19 agosto 2009

Arte sin significado

Dicen que los chinos inventaron el mundo, los japoneses lo procesaron, los árabes le dieron sentido, los griegos le pusieron nombre y los norteamericanos lo comercializaron.

Es un chiste de humor negro, pero nos da a entender que la búsqueda de significados tiene rutas que hay que seguir para poder darle sentido a algo.

Tal es el caso de la palabra y la acción de arte, que para nosotros es un sustantivo ambiguo que suele aplicarse en género masculino cuando es singular y femenino cuando es plural. En la más remota antigüedad no existía esa palabra. En el Oriente se entendía que había personas y familias que se dedicaban a una actividad hasta que la transformaban en un oficio.

Egipto se convirtió en el centro cultural del Oriente, donde los oficios –desde el ser faraón hasta labrar la tierra- eran el producto de la experimentación, gracias a la aplicación de métodos científicos y prácticos hasta obtener la experiencia, o sea, la facultad de realizar actividades con mayor facilidad y poder transmitir el conocimiento adquirido.

Los antiguos griegos, navegantes por necesidad, tuvieron contacto con la grandeza egipcia y, en general con el Oriente. De sus viajes y roces con aquellas culturas milenarias obtuvieron el conocimiento para crear una cultura poderosa que fue el germen de lo que hoy conocemos (todavía y a pesar de la globalización) como Occidente.

Fueron los griegos quienes valoraron cabalmente los oficios para sustentar la urdimbre social, y sus conceptos de organización social fueron heredados a la Roma imperial que los conquistó. Es allí donde nace la palabra latina ars, cuyo principal significado es habilidad.

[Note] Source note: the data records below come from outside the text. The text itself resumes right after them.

mod common;

use serial_test::serial;
use uuid::Uuid;

use ledger_rs::models::LedgerSource;
use ledger_rs::repos::ledger_repo;
use ledger_rs::services::{balance_service, document_service, payment_service};
use ledger_rs::validation::ValidationError;

use common::{
    cleanup_document, create_test_party, dec, minutes_ago, payment_input, sales_note_input,
    setup_test_pool, test_actor,
};

#[tokio::test]
#[serial]
async fn test_rejected_overpayment_leaves_no_partial_writes() {
    let pool = setup_test_pool().await;
    let actor = test_actor();
    let party_id = create_test_party(&pool, "Guarded Nursery").await;

    let doc_id = document_service::create_document(
        &pool,
        &actor,
        &sales_note_input(party_id, minutes_ago(60), &[("Grapevine", "5", "100.00")]),
    )
    .await
    .expect("Failed to create document");

    let err = payment_service::create_payment(&pool, &actor, doc_id, &payment_input("600.00", minutes_ago(50)))
        .await
        .expect_err("Overpayment should be rejected");
    assert!(matches!(
        err,
        payment_service::PaymentError::Validation(ValidationError::AmountExceedsBalance { .. })
    ));

    // Full rollback: no payment row, no payment ledger row, and the audit
    // trail still only holds the document creation event
    let payment_count: i64 =
        sqlx::query_scalar("SELECT COUNT(*) FROM payments WHERE document_id = $1")
            .bind(doc_id)
            .fetch_one(&pool)
            .await
            .expect("Failed to count payments");
    assert_eq!(payment_count, 0);

    let ledger_count: i64 = sqlx::query_scalar(
        r#"
        SELECT COUNT(*) FROM party_ledger_entries
        WHERE source_type = 'payment'
          AND source_id IN (SELECT id FROM payments WHERE document_id = $1)
        "#,
    )
    .bind(doc_id)
    .fetch_one(&pool)
    .await
    .expect("Failed to count ledger entries");
    assert_eq!(ledger_count, 0);

    let audit_count: i64 =
        sqlx::query_scalar("SELECT COUNT(*) FROM audit_events WHERE root_entity_id = $1")
            .bind(doc_id)
            .fetch_one(&pool)
            .await
            .expect("Failed to count audit events");
    assert_eq!(audit_count, 1);

    cleanup_document(&pool, doc_id).await;
}

#[tokio::test]
#[serial]
async fn test_payment_on_cancelled_document_rejected() {
    let pool = setup_test_pool().await;
    let actor = test_actor();
    let party_id = create_test_party(&pool, "Closed Account Nursery").await;

    let doc_id = document_service::create_document(
        &pool,
        &actor,
        &sales_note_input(party_id, minutes_ago(60), &[("Orchid", "2", "200.00")]),
    )
    .await
    .expect("Failed to create document");
    document_service::cancel_document(&pool, &actor, doc_id)
        .await
        .expect("Failed to cancel document");

    let err = payment_service::create_payment(&pool, &actor, doc_id, &payment_input("100.00", minutes_ago(40)))
        .await
        .expect_err("Payment against a cancelled document should fail");
    assert!(matches!(
        err,
        payment_service::PaymentError::Validation(ValidationError::DocumentCancelled(_))
    ));

    cleanup_document(&pool, doc_id).await;
}

#[tokio::test]
#[serial]
async fn test_payment_on_missing_document_rejected() {
    let pool = setup_test_pool().await;
    let actor = test_actor();
    let missing = Uuid::new_v4();

    let err = payment_service::create_payment(&pool, &actor, missing, &payment_input("100.00", minutes_ago(10)))
        .await
        .expect_err("Payment against a missing document should fail");
    assert!(matches!(
        err,
        payment_service::PaymentError::Validation(ValidationError::DocumentNotFound(_))
    ));
}

#[tokio::test]
#[serial]
async fn test_non_positive_amount_rejected_before_any_read() {
    let pool = setup_test_pool().await;
    let actor = test_actor();

    let err = payment_service::create_payment(
        &pool,
        &actor,
        Uuid::new_v4(),
        &payment_input("0", minutes_ago(10)),
    )
    .await
    .expect_err("Zero amount should be rejected");
    assert!(matches!(
        err,
        payment_service::PaymentError::Validation(ValidationError::NonPositiveAmount(_))
    ));
}

#[tokio::test]
#[serial]
async fn test_soft_deleting_payment_restores_balance() {
    let pool = setup_test_pool().await;
    let actor = test_actor();
    let party_id = create_test_party(&pool, "Refund Nursery").await;

    let doc_id = document_service::create_document(
        &pool,
        &actor,
        &sales_note_input(party_id, minutes_ago(60), &[("Bonsai", "1", "1000.00")]),
    )
    .await
    .expect("Failed to create document");
    let payment_id = payment_service::create_payment(
        &pool,
        &actor,
        doc_id,
        &payment_input("400.00", minutes_ago(50)),
    )
    .await
    .expect("Failed to create payment");

    payment_service::soft_delete_payment(&pool, &actor, payment_id)
        .await
        .expect("Failed to soft-delete payment");

    // The fresh aggregation reflects the deletion immediately
    let balance = balance_service::compute_balance(&pool, doc_id)
        .await
        .expect("Failed to compute balance");
    assert_eq!(balance.paid, dec("0"));
    assert_eq!(balance.balance, dec("1000.00"));

    assert!(
        ledger_repo::find_active_by_source(&pool, LedgerSource::Payment, payment_id)
            .await
            .expect("Failed to query payment ledger entries")
            .is_empty()
    );

    // Deleting an already-deleted payment is a not-found, not a double
    // deletion
    let err = payment_service::soft_delete_payment(&pool, &actor, payment_id)
        .await
        .expect_err("Second deletion should fail");
    assert!(matches!(
        err,
        payment_service::PaymentError::Validation(ValidationError::PaymentNotFound(_))
    ));

    cleanup_document(&pool, doc_id).await;
}
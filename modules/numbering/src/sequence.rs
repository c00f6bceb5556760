use chrono::NaiveDate;
use sqlx::{Postgres, Transaction};
use thiserror::Error;

use crate::folio::{Folio, FolioScope};

/// Errors that can occur during folio issuance
#[derive(Debug, Error)]
pub enum NumberingError {
    #[error("Database error: {0}")]
    Database(#[from] sqlx::Error),

    #[error("Folio sequence for {kind} {year:04}-{month:02} disappeared during issuance")]
    SequenceUnavailable { kind: String, year: i32, month: u32 },
}

/// Issue the next folio for (kind, year, month) within the caller's
/// transaction.
///
/// Protocol: atomic increment-and-read on the counter row; on a missing row,
/// seed it so the first issued number is 1 and the stored next value is 2;
/// if seeding loses a first-of-month race, fall back to the increment path
/// once. No table-level lock is ever taken; the unique constraint on the
/// scope and row-level update atomicity are the arbiters.
///
/// Issued numbers are unique and strictly increasing per scope. Because
/// the increment lives in the caller's transaction, a rollback returns the
/// claimed number; callers must still not rely on contiguity, which is a
/// non-goal of the contract.
pub async fn issue(
    tx: &mut Transaction<'_, Postgres>,
    kind: &str,
    as_of: NaiveDate,
) -> Result<Folio, NumberingError> {
    let scope = FolioScope::for_date(kind, as_of);

    if let Some(number) = try_increment(tx, &scope).await? {
        return Ok(Folio { scope, number });
    }

    if try_seed(tx, &scope).await? {
        return Ok(Folio { scope, number: 1 });
    }

    // Seed lost a concurrent first-of-month race; the row exists now.
    tracing::debug!(
        kind = %scope.kind,
        year = scope.year,
        month = scope.month,
        "Folio seed raced with a concurrent issuer, retrying increment"
    );

    match try_increment(tx, &scope).await? {
        Some(number) => Ok(Folio { scope, number }),
        None => Err(NumberingError::SequenceUnavailable {
            kind: scope.kind,
            year: scope.year,
            month: scope.month,
        }),
    }
}

/// Increment the counter row and return the issued number, or None if no
/// row exists yet for the scope.
async fn try_increment(
    tx: &mut Transaction<'_, Postgres>,
    scope: &FolioScope,
) -> Result<Option<i64>, NumberingError> {
    let next: Option<i64> = sqlx::query_scalar(
        r#"
        UPDATE folio_sequences
        SET next_value = next_value + 1, updated_at = NOW()
        WHERE doc_type = $1 AND year = $2 AND month = $3
        RETURNING next_value
        "#,
    )
    .bind(&scope.kind)
    .bind(scope.year)
    .bind(scope.month as i32)
    .fetch_optional(&mut **tx)
    .await?;

    // next_value holds the number to issue next; the one we just claimed
    // is one less.
    Ok(next.map(|n| n - 1))
}

/// Create the counter row for a scope's first issuance. Returns false if a
/// concurrent issuer created it first.
async fn try_seed(
    tx: &mut Transaction<'_, Postgres>,
    scope: &FolioScope,
) -> Result<bool, NumberingError> {
    let result = sqlx::query(
        r#"
        INSERT INTO folio_sequences (doc_type, year, month, next_value)
        VALUES ($1, $2, $3, 2)
        ON CONFLICT (doc_type, year, month) DO NOTHING
        "#,
    )
    .bind(&scope.kind)
    .bind(scope.year)
    .bind(scope.month as i32)
    .execute(&mut **tx)
    .await?;

    Ok(result.rows_affected() == 1)
}
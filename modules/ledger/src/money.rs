//! Monetary arithmetic helpers.
//!
//! All money is `rust_decimal::Decimal`; these helpers pin the rounding
//! policy (2 decimal places, midpoint away from zero) at the computation
//! boundaries so totals never drift from what documents display.

use rust_decimal::{Decimal, RoundingStrategy};

use crate::models::LineInput;

/// Monetary scale: 2 decimal places.
pub const MONEY_SCALE: u32 = 2;

/// Round a monetary value to 2 decimal places, midpoint away from zero.
pub fn round_money(value: Decimal) -> Decimal {
    value.round_dp_with_strategy(MONEY_SCALE, RoundingStrategy::MidpointAwayFromZero)
}

/// Line total: quantity × unit price, rounded per line so the document
/// total equals the sum of the printed line totals.
pub fn line_total(quantity: Decimal, unit_price: Decimal) -> Decimal {
    round_money(quantity * unit_price)
}

/// Authoritative document total: the sum of its line totals.
pub fn document_total(lines: &[LineInput]) -> Decimal {
    lines
        .iter()
        .map(|line| line_total(line.quantity, line.unit_price))
        .sum()
}
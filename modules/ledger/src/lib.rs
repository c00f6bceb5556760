pub mod config;
pub mod db;
pub mod models;
pub mod money;
pub mod repos;
pub mod services;
pub mod validation;

pub use services::balance_service::BalanceResult;
//! Append-only audit trail with field-level diffs.
//!
//! Every balance-affecting mutation records one audit event plus a list of
//! named before/after changes, scoped to a root entity so the full history
//! of a document can be read back in one query. Events are written inside
//! the caller's transaction and are never updated or deleted. Actors are
//! stored as value snapshots, not foreign keys, so records survive actor
//! deletion.

pub mod model;
pub mod store;

pub use model::{
    ActionKind, ActorSnapshot, AuditChange, AuditEvent, Change, ChangeValue, NewAuditEvent,
};
pub use store::{find_by_root, record, AuditError, AuditTrailEntry};
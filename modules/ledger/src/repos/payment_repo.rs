use chrono::{DateTime, Utc};
use rust_decimal::Decimal;
use sqlx::{FromRow, PgPool, Postgres, Transaction};
use uuid::Uuid;

use crate::models::{PaymentDirection, PaymentMethod};

/// Payment model (for reading from DB)
#[derive(Debug, Clone, FromRow)]
pub struct Payment {
    pub id: Uuid,
    pub document_id: Uuid,
    pub party_id: Uuid,
    pub direction: PaymentDirection,
    pub method: PaymentMethod,
    pub amount: Decimal,
    pub reference: Option<String>,
    pub notes: Option<String>,
    pub occurred_at: DateTime<Utc>,
    pub is_deleted: bool,
    pub deleted_at: Option<DateTime<Utc>>,
    pub created_at: DateTime<Utc>,
    pub updated_at: DateTime<Utc>,
}

/// Struct for inserting a payment
#[derive(Debug, Clone)]
pub struct NewPayment {
    pub id: Uuid,
    pub document_id: Uuid,
    pub party_id: Uuid,
    pub direction: PaymentDirection,
    pub method: PaymentMethod,
    pub amount: Decimal,
    pub reference: Option<String>,
    pub notes: Option<String>,
    pub occurred_at: DateTime<Utc>,
}

/// Insert a payment
pub async fn insert(
    tx: &mut Transaction<'_, Postgres>,
    payment: &NewPayment,
) -> Result<Uuid, sqlx::Error> {
    sqlx::query(
        r#"
        INSERT INTO payments
            (id, document_id, party_id, direction, method, amount,
             reference, notes, occurred_at)
        VALUES ($1, $2, $3, $4, $5, $6, $7, $8, $9)
        "#,
    )
    .bind(payment.id)
    .bind(payment.document_id)
    .bind(payment.party_id)
    .bind(payment.direction)
    .bind(payment.method)
    .bind(payment.amount)
    .bind(&payment.reference)
    .bind(&payment.notes)
    .bind(payment.occurred_at)
    .execute(&mut **tx)
    .await?;

    Ok(payment.id)
}

/// Find a payment by id within a transaction
pub async fn find_by_id_tx(
    tx: &mut Transaction<'_, Postgres>,
    id: Uuid,
) -> Result<Option<Payment>, sqlx::Error> {
    sqlx::query_as::<_, Payment>(
        r#"
        SELECT id, document_id, party_id, direction, method, amount,
               reference, notes, occurred_at, is_deleted, deleted_at,
               created_at, updated_at
        FROM payments
        WHERE id = $1
        "#,
    )
    .bind(id)
    .fetch_optional(&mut **tx)
    .await
}

/// Find a payment by id
pub async fn find_by_id(pool: &PgPool, id: Uuid) -> Result<Option<Payment>, sqlx::Error> {
    sqlx::query_as::<_, Payment>(
        r#"
        SELECT id, document_id, party_id, direction, method, amount,
               reference, notes, occurred_at, is_deleted, deleted_at,
               created_at, updated_at
        FROM payments
        WHERE id = $1
        "#,
    )
    .bind(id)
    .fetch_optional(pool)
    .await
}

/// Update a payment's mutable fields
pub async fn update(
    tx: &mut Transaction<'_, Postgres>,
    id: Uuid,
    method: PaymentMethod,
    amount: Decimal,
    reference: Option<&str>,
    notes: Option<&str>,
    occurred_at: DateTime<Utc>,
) -> Result<(), sqlx::Error> {
    sqlx::query(
        r#"
        UPDATE payments
        SET method = $2, amount = $3, reference = $4, notes = $5,
            occurred_at = $6, updated_at = NOW()
        WHERE id = $1
        "#,
    )
    .bind(id)
    .bind(method)
    .bind(amount)
    .bind(reference)
    .bind(notes)
    .bind(occurred_at)
    .execute(&mut **tx)
    .await?;

    Ok(())
}

/// Sum the amounts of active payments against a document in one direction,
/// optionally excluding one payment (a payment edit must not count its own
/// previous amount against its headroom).
pub async fn sum_active_for_document(
    tx: &mut Transaction<'_, Postgres>,
    document_id: Uuid,
    direction: PaymentDirection,
    exclude: Option<Uuid>,
) -> Result<Decimal, sqlx::Error> {
    sqlx::query_scalar::<_, Decimal>(
        r#"
        SELECT COALESCE(SUM(amount), 0)
        FROM payments
        WHERE document_id = $1
          AND direction = $2
          AND NOT is_deleted
          AND ($3::uuid IS NULL OR id <> $3)
        "#,
    )
    .bind(document_id)
    .bind(direction)
    .bind(exclude)
    .fetch_one(&mut **tx)
    .await
}

/// Pool variant of [`sum_active_for_document`] for read-only balance queries
pub async fn sum_active_for_document_pool(
    pool: &PgPool,
    document_id: Uuid,
    direction: PaymentDirection,
) -> Result<Decimal, sqlx::Error> {
    sqlx::query_scalar::<_, Decimal>(
        r#"
        SELECT COALESCE(SUM(amount), 0)
        FROM payments
        WHERE document_id = $1
          AND direction = $2
          AND NOT is_deleted
        "#,
    )
    .bind(document_id)
    .bind(direction)
    .fetch_one(pool)
    .await
}

/// List ids of a document's still-active payments
pub async fn list_active_ids_for_document(
    tx: &mut Transaction<'_, Postgres>,
    document_id: Uuid,
) -> Result<Vec<Uuid>, sqlx::Error> {
    sqlx::query_scalar::<_, Uuid>(
        r#"
        SELECT id
        FROM payments
        WHERE document_id = $1 AND NOT is_deleted
        ORDER BY occurred_at, created_at
        "#,
    )
    .bind(document_id)
    .fetch_all(&mut **tx)
    .await
}

/// Soft-delete one payment
pub async fn soft_delete(tx: &mut Transaction<'_, Postgres>, id: Uuid) -> Result<(), sqlx::Error> {
    sqlx::query(
        r#"
        UPDATE payments
        SET is_deleted = TRUE, deleted_at = NOW(), updated_at = NOW()
        WHERE id = $1 AND NOT is_deleted
        "#,
    )
    .bind(id)
    .execute(&mut **tx)
    .await?;

    Ok(())
}

/// Soft-delete a set of payments in one statement
pub async fn soft_delete_many(
    tx: &mut Transaction<'_, Postgres>,
    ids: &[Uuid],
) -> Result<u64, sqlx::Error> {
    if ids.is_empty() {
        return Ok(0);
    }

    let result = sqlx::query(
        r#"
        UPDATE payments
        SET is_deleted = TRUE, deleted_at = NOW(), updated_at = NOW()
        WHERE id = ANY($1) AND NOT is_deleted
        "#,
    )
    .bind(ids)
    .execute(&mut **tx)
    .await?;

    Ok(result.rows_affected())
}
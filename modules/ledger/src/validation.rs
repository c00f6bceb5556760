//! Validation logic for document and payment inputs.
//!
//! Every rule here fails before any write happens; validation errors are
//! surfaced to the caller with a human-readable message and never silently
//! corrected.

use rust_decimal::Decimal;
use thiserror::Error;
use uuid::Uuid;

use crate::models::{DocumentStatus, DocumentUpdate, LineInput, PaymentInput};

/// Validation errors surfaced to callers of the lifecycle services
#[derive(Debug, Error, PartialEq)]
pub enum ValidationError {
    #[error("Party not found: {0}")]
    PartyNotFound(Uuid),

    #[error("Party {0} has been deleted")]
    PartyDeleted(Uuid),

    #[error("Document not found: {0}")]
    DocumentNotFound(Uuid),

    #[error("Document {0} is cancelled and cannot be modified")]
    DocumentCancelled(Uuid),

    #[error("Document {0} is not cancelled; nothing to reactivate")]
    DocumentNotCancelled(Uuid),

    #[error("Payment not found: {0}")]
    PaymentNotFound(Uuid),

    #[error("Document must have at least one line")]
    NoLines,

    #[error("Line {0}: description cannot be empty")]
    EmptyLineDescription(usize),

    #[error("Line {0}: quantity must be positive, got {1}")]
    NonPositiveQuantity(usize, Decimal),

    #[error("Line {0}: unit price must not be negative, got {1}")]
    NegativeUnitPrice(usize, Decimal),

    #[error("Payment amount must be positive, got {0}")]
    NonPositiveAmount(Decimal),

    #[error("Amount exceeds pending balance: submitted {submitted}, pending {available}")]
    AmountExceedsBalance {
        submitted: Decimal,
        available: Decimal,
    },

    #[error("Documents of kind {0} do not accept payments")]
    PaymentsNotAccepted(&'static str),

    #[error("Invalid status change: {from} -> {to}")]
    InvalidStatusChange {
        from: &'static str,
        to: &'static str,
    },
}

/// Validate the line collection shared by create and update inputs.
///
/// # Validation Rules
///
/// - At least one line
/// - Each line: non-empty description, positive quantity, non-negative
///   unit price (free giveaway lines are legitimate)
pub fn validate_lines(lines: &[LineInput]) -> Result<(), ValidationError> {
    if lines.is_empty() {
        return Err(ValidationError::NoLines);
    }

    for (idx, line) in lines.iter().enumerate() {
        if line.description.trim().is_empty() {
            return Err(ValidationError::EmptyLineDescription(idx));
        }
        if line.quantity <= Decimal::ZERO {
            return Err(ValidationError::NonPositiveQuantity(idx, line.quantity));
        }
        if line.unit_price < Decimal::ZERO {
            return Err(ValidationError::NegativeUnitPrice(idx, line.unit_price));
        }
    }

    Ok(())
}

/// Validate a document creation status: anything but cancelled.
pub fn validate_create_status(status: DocumentStatus) -> Result<(), ValidationError> {
    if status == DocumentStatus::Cancelled {
        return Err(ValidationError::InvalidStatusChange {
            from: "new",
            to: status.as_str(),
        });
    }
    Ok(())
}

/// Validate a status transition on update.
///
/// Allowed: staying put, and draft -> confirmed. Cancellation and
/// reactivation go through their dedicated operations so the cascade and
/// audit semantics cannot be bypassed.
pub fn validate_status_change(
    from: DocumentStatus,
    update: &DocumentUpdate,
) -> Result<(), ValidationError> {
    let to = update.status;
    let allowed = from == to || (from == DocumentStatus::Draft && to == DocumentStatus::Confirmed);
    if !allowed {
        return Err(ValidationError::InvalidStatusChange {
            from: from.as_str(),
            to: to.as_str(),
        });
    }
    Ok(())
}

/// Validate a payment input's amount.
pub fn validate_payment_input(input: &PaymentInput) -> Result<(), ValidationError> {
    if input.amount <= Decimal::ZERO {
        return Err(ValidationError::NonPositiveAmount(input.amount));
    }
    Ok(())
}

#[cfg(test)]
mod tests {
    use super::*;
    use crate::models::PaymentMethod;
    use chrono::Utc;

    fn dec(s: &str) -> Decimal {
        s.parse().expect("valid decimal")
    }

    fn valid_lines() -> Vec<LineInput> {
        vec![LineInput {
            description: "Ficus 3L pot".to_string(),
            quantity: dec("4"),
            unit_price: dec("80.00"),
        }]
    }

    #[test]
    fn test_valid_lines_pass() {
        assert!(validate_lines(&valid_lines()).is_ok());
    }

    #[test]
    fn test_empty_lines_rejected() {
        assert_eq!(validate_lines(&[]), Err(ValidationError::NoLines));
    }

    #[test]
    fn test_blank_description_rejected() {
        let mut lines = valid_lines();
        lines[0].description = "   ".to_string();
        assert_eq!(
            validate_lines(&lines),
            Err(ValidationError::EmptyLineDescription(0))
        );
    }

    #[test]
    fn test_zero_quantity_rejected() {
        let mut lines = valid_lines();
        lines[0].quantity = Decimal::ZERO;
        assert_eq!(
            validate_lines(&lines),
            Err(ValidationError::NonPositiveQuantity(0, Decimal::ZERO))
        );
    }

    #[test]
    fn test_negative_unit_price_rejected() {
        let mut lines = valid_lines();
        lines[0].unit_price = dec("-1.00");
        assert_eq!(
            validate_lines(&lines),
            Err(ValidationError::NegativeUnitPrice(0, dec("-1.00")))
        );
    }

    #[test]
    fn test_zero_unit_price_allowed() {
        let mut lines = valid_lines();
        lines[0].unit_price = Decimal::ZERO;
        assert!(validate_lines(&lines).is_ok());
    }

    #[test]
    fn test_create_status_cancelled_rejected() {
        assert!(validate_create_status(DocumentStatus::Cancelled).is_err());
        assert!(validate_create_status(DocumentStatus::Draft).is_ok());
        assert!(validate_create_status(DocumentStatus::Confirmed).is_ok());
    }

    fn update_with_status(status: DocumentStatus) -> DocumentUpdate {
        DocumentUpdate {
            status,
            occurred_at: Utc::now(),
            notes: None,
            lines: valid_lines(),
        }
    }

    #[test]
    fn test_draft_to_confirmed_allowed() {
        let update = update_with_status(DocumentStatus::Confirmed);
        assert!(validate_status_change(DocumentStatus::Draft, &update).is_ok());
    }

    #[test]
    fn test_confirmed_to_draft_rejected() {
        let update = update_with_status(DocumentStatus::Draft);
        assert_eq!(
            validate_status_change(DocumentStatus::Confirmed, &update),
            Err(ValidationError::InvalidStatusChange {
                from: "confirmed",
                to: "draft",
            })
        );
    }

    #[test]
    fn test_cancel_via_update_rejected() {
        let update = update_with_status(DocumentStatus::Cancelled);
        assert_eq!(
            validate_status_change(DocumentStatus::Confirmed, &update),
            Err(ValidationError::InvalidStatusChange {
                from: "confirmed",
                to: "cancelled",
            })
        );
    }

    #[test]
    fn test_payment_amount_must_be_positive() {
        let input = PaymentInput {
            method: PaymentMethod::Cash,
            amount: Decimal::ZERO,
            occurred_at: Utc::now(),
            reference: None,
            notes: None,
        };
        assert_eq!(
            validate_payment_input(&input),
            Err(ValidationError::NonPositiveAmount(Decimal::ZERO))
        );
    }

    #[test]
    fn test_amount_exceeds_balance_message() {
        let err = ValidationError::AmountExceedsBalance {
            submitted: dec("700.00"),
            available: dec("600.00"),
        };
        assert!(err.to_string().contains("exceeds pending balance"));
        assert!(err.to_string().contains("700.00"));
    }
}
//! Configuration management for the skill Lambda.

use std::env;

/// Application configuration loaded from environment variables.
///
/// The Wyze credentials and phone id are required; their absence is a
/// startup-time fatal condition, not a per-request error.
#[derive(Debug, Clone)]
pub struct Config {
    /// Wyze account email
    pub username: String,
    /// Wyze account password
    pub password: String,
    /// Phone id registered with the Wyze API; also keys the settings table
    pub phone_id: String,
    /// DynamoDB table holding the persisted token pair
    pub tokens_table: String,
    /// Wyze API base URL
    pub api_url: String,
}

impl Config {
    /// Load configuration from environment variables.
    pub fn from_env() -> Result<Self, env::VarError> {
        Ok(Self {
            username: env::var("WYZE_USERNAME")?,
            password: env::var("WYZE_PASSWORD")?,
            phone_id: env::var("PHONE_ID")?,
            tokens_table: env::var("TOKENS_TABLE").unwrap_or_else(|_| "WYZE_SETTINGS".to_string()),
            api_url: env::var("WYZE_API_URL")
                .unwrap_or_else(|_| crate::wyze::DEFAULT_API_URL.to_string()),
        })
    }
}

Desde ese remoto pasado se entiende que para ejercer un oficio se requiere adquirir una habilidad específica. Es por eso que se habla del arte de la ebanistería, entendiéndose que hay una habilidad concreta para la elaboración de muebles y piezas de madera, diferente al arte de la orfebrería del que saldrán hermosas joyas, o al arte de la numismática que labra monedas, o al arte culinario que, bien entendido, es la habilidad de esconder un crimen para poder comer cadáveres de animales, de frutas, de plantas, de semillas.

Es tan amplio el catálogo de las habilidades humanas, que no escapan al mismo la guerra, la comunicación, la política ni cualquier actividad científica, humanística, cotidiana. Por eso mismo se separó de esas artes un conjunto de habilidades que tienen un valor agregado y se les llamó bellas artes.

Se entiende, entonces, que se le llama artista a quien ha adquirido una habilidad, entendiéndose que en ella se conjugan el conocimiento, la precisión y el rigor. Por eso es artista el chef, el carpintero, el albañil, la bailarina o quienes actúan, crean e interpretan música.

Para los griegos antiguos poiesis era la capacidad creativa de las personas. Ese es el valor agregado que las bellas artes mantienen como premisa vindicativa en el concierto social. La Poética del filósofo griego Aristóteles se convirtió en un conjunto de normas para la creatividad que aún suele ponerse de moda de vez en cuando. El poeta latino Horacio sugiere en su Ars poetica la posibilidad de que las diversas formas de creación artística puedan servir como vínculo para la vida social y política.

El conjunto de las bellas artes se ha modificado en diversas épocas, ensanchándose en la actual gracias a las novedades científicas y tecnológicas. Los griegos habían hecho nacer las habilidades de la creatividad gracias al matronazgo de las musas. En el siglo XX no se consideró a la fotografía como arte porque no tenía musa, hasta que Marylin Monroe fue declarada incluso reina de las musas, de la imagen fija y en movimiento.

Ser artista es, pues, detentar una habilidad gracias al estudio, el rigor y la creatividad. Y luego, teniendo dentro de sí dichas cualidades, darles un sentido, validarlas mediante sus significados en el contexto social.